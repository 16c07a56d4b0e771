//! Runtime error types.

use thiserror::Error;

pub use crate::config::{ConfigError, ConfigResult};

/// Errors that can occur during runtime operations.
#[derive(Error, Debug)]
pub enum RuntimeError {
    /// Loading or validating the configuration failed.
    #[error(transparent)]
    Config(#[from] ConfigError),

    /// The router rejected its commands or settings.
    #[error("Router registration failed: {0}")]
    Registration(#[from] sigil_framework::RegistrationError),

    /// Installing a signal handler failed.
    #[error("Failed to listen for shutdown signals: {0}")]
    Signal(#[source] std::io::Error),
}

/// Result type for runtime operations.
pub type RuntimeResult<T> = Result<T, RuntimeError>;
//! Error types for outbound transport calls.
//!
//! Transport failures are handed back to the handler that made the call. The
//! dispatcher itself never retries them.

use thiserror::Error;

/// Errors that can occur when calling the messaging platform.
#[derive(Debug, Clone, Error)]
pub enum TransportError {
    /// The platform rejected or failed to deliver the message.
    #[error("failed to send message: {0}")]
    SendFailed(String),

    /// The referenced channel or message does not exist.
    #[error("{kind} '{id}' not found")]
    NotFound {
        /// What was being looked up ("channel", "message", ...).
        kind: &'static str,
        /// The missing identifier.
        id: String,
    },

    /// The bot lacks the permission required for the call.
    #[error("missing permission: {0}")]
    Forbidden(String),

    /// The connection to the platform is gone.
    #[error("connection closed: {reason}")]
    ConnectionClosed {
        /// Reason for closure.
        reason: String,
    },

    /// Any other platform error.
    #[error("transport error: {0}")]
    Other(String),
}

impl TransportError {
    /// Creates a [`TransportError::SendFailed`].
    pub fn send_failed(msg: impl Into<String>) -> Self {
        Self::SendFailed(msg.into())
    }

    /// Creates a [`TransportError::NotFound`] for a message id.
    pub fn message_not_found(id: impl Into<String>) -> Self {
        Self::NotFound {
            kind: "message",
            id: id.into(),
        }
    }
}

impl From<std::io::Error> for TransportError {
    fn from(err: std::io::Error) -> Self {
        Self::Other(err.to_string())
    }
}

/// Result type for transport operations.
pub type TransportResult<T> = Result<T, TransportError>;

#[cfg(test)]
mod tests {
    use super::*;

    #[test]
    fn test_not_found_display() {
        let err = TransportError::message_not_found("42");
        assert_eq!(err.to_string(), "message '42' not found");
    }

    #[test]
    fn test_io_conversion() {
        let io = std::io::Error::new(std::io::ErrorKind::BrokenPipe, "pipe");
        let err: TransportError = io.into();
        assert!(matches!(err, TransportError::Other(_)));
    }
}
┄┄┄┄┄┄┄┄┄┄┄┄┄┄┄┄┄┄┄┄
§ Task objective: Whenever a line in the records above contains the string "missing", copy that line.

§ Problem solution:
        /// The missing identifier.
    #[error("missing permission: {0}")]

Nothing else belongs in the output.